Task details | Lines from the entries below that hold "ErrorKind" form the answer; copy all of them.
*** Begin section ***
use std::fmt::Display;

use clap::{error::ErrorKind, CommandFactory, Parser};

/// Standard input filename
const STDIN_FILE: &str = "-";

const USAGE_SHORT: &str = r#"
This program accepts hex-encoded P25 NID codewords, one per line, and corrects their bit errors with the BCH(63,16) decoder. Each recovered NID is printed as its NAC and data unit ID.

See --help for more details.
"#;

const USAGE_LONG: &str = r##"
This program accepts hex-encoded P25 NID codewords, one per line, and corrects their bit errors with the BCH(63,16) decoder. Each recovered NID is printed as its NAC and data unit ID.

Every codeword line must begin with 16 hex digits: the 63 codeword bits in transmission order, most significant digit first, plus one slack bit which is ignored. Blank lines and lines starting with "#" are skipped, and anything after the first whitespace is ignored, so annotated capture files work as-is.

    trunkdec --file capture.txt

One line is printed per codeword:

    0x293 TSBK errors=2
    uncorrectable

If you already know the channel's NAC, pass it with --nac to rescue codewords whose errors cluster in the NAC field:

    rtl_p25_dump | trunkdec --nac 0x293

With --track, the decoder learns the NAC from its own output instead: once three consecutive codewords agree, their NAC becomes the retry hint. --nac wins over --track when both are given.

Exits 0 if every codeword line decoded, and 1 otherwise.
"##;

/// Top-level program arguments
#[derive(Parser, Clone, Debug)]
#[command(version)]
#[command(about, long_about = None)]
#[command(after_help = USAGE_SHORT, after_long_help = USAGE_LONG)]
#[command(max_term_width = 100)]
pub struct Args {
    /// Verbosity level (-vvv for more)
    #[arg(short, long, default_value_t = 0, action = clap::ArgAction::Count)]
    pub verbose: u8,

    /// Print NOTHING, not even decoded codewords
    #[arg(short, long)]
    pub quiet: bool,

    /// Input file (or "-" for stdin)
    ///
    /// One codeword per line: 16 hex digits, optionally followed
    /// by whitespace and arbitrary annotations.
    #[arg(long, default_value_t = STDIN_FILE.to_string())]
    pub file: String,

    /// Known NAC, in hex (decode hint)
    ///
    /// When a codeword fails to decode, its NAC field is overwritten
    /// with this value and decoding is retried once. Sites keep their
    /// NAC constant, so this recovers codewords whose errors landed
    /// in the NAC bits.
    #[arg(long, value_name = "HEX", value_parser = parse_nac)]
    pub nac: Option<u16>,

    /// Learn the decode hint from prior successes
    ///
    /// Tracks recently decoded NACs and retries failures with the
    /// confirmed value. Ignored when --nac is given.
    #[arg(long)]
    pub track: bool,
}

impl Args {
    /// Return true if the user requests input from stdin
    pub fn input_is_stdin(&self) -> bool {
        self.file == STDIN_FILE
    }
}

/// Parse a twelve-bit NAC expressed in hex, like "0x293" or "293"
fn parse_nac(arg: &str) -> Result<u16, String> {
    let digits = arg
        .strip_prefix("0x")
        .or_else(|| arg.strip_prefix("0X"))
        .unwrap_or(arg);
    let nac = u16::from_str_radix(digits, 16).map_err(|err| err.to_string())?;
    if nac > 0xFFF {
        return Err(format!("0x{:X} does not fit in twelve bits", nac));
    }
    Ok(nac)
}

/// A program-level error with exit code
#[derive(Debug)]
pub struct CliError {
    error: anyhow::Error,
    exit_code: i32,
}

impl CliError {
    /// Create new error with a custom exit code
    pub fn new(error: anyhow::Error, code: i32) -> CliError {
        CliError {
            error,
            exit_code: code,
        }
    }

    /// Print this error to the terminal
    ///
    /// Errors from clap are printed verbatim. Other types of errors
    /// are printed indirectly via clap's fancy formatter.
    pub fn print(&self) -> std::io::Result<()> {
        if let Some(e) = self.error.downcast_ref::<clap::Error>() {
            e.print()
        } else {
            Args::command()
                .error(ErrorKind::Format, self.to_string())
                .print()
        }
    }

    /// Print this error to the terminal and exit
    pub fn exit(&self) -> ! {
        drop(self.print());
        std::process::exit(self.exit_code);
    }
}

impl Display for CliError {
    fn fmt(&self, f: &mut std::fmt::Formatter<'_>) -> std::fmt::Result {
        write!(f, "{:?}", self.error)
    }
}

impl std::error::Error for CliError {}

impl From<anyhow::Error> for CliError {
    fn from(err: anyhow::Error) -> CliError {
        CliError::new(err, 1)
    }
}

impl From<clap::Error> for CliError {
    fn from(err: clap::Error) -> CliError {
        let code = if err.use_stderr() { 1 } else { 0 };
        CliError::new(err.into(), code)
    }
}

#[cfg(test)]
mod tests {
    use super::*;

    #[test]
    fn test_clap() {
        use clap::CommandFactory;
        Args::command().debug_assert();
    }

    #[test]
    fn test_parse_nac() {
        assert_eq!(parse_nac("0x293"), Ok(0x293));
        assert_eq!(parse_nac("0X293"), Ok(0x293));
        assert_eq!(parse_nac("fff"), Ok(0xFFF));
        assert!(parse_nac("1000").is_err());
        assert!(parse_nac("-1").is_err());
        assert!(parse_nac("bogus").is_err());
        assert!(parse_nac("").is_err());
    }
}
*** End section ***
Response area |
use clap::{error::ErrorKind, CommandFactory, Parser};
                .error(ErrorKind::Format, self.to_string())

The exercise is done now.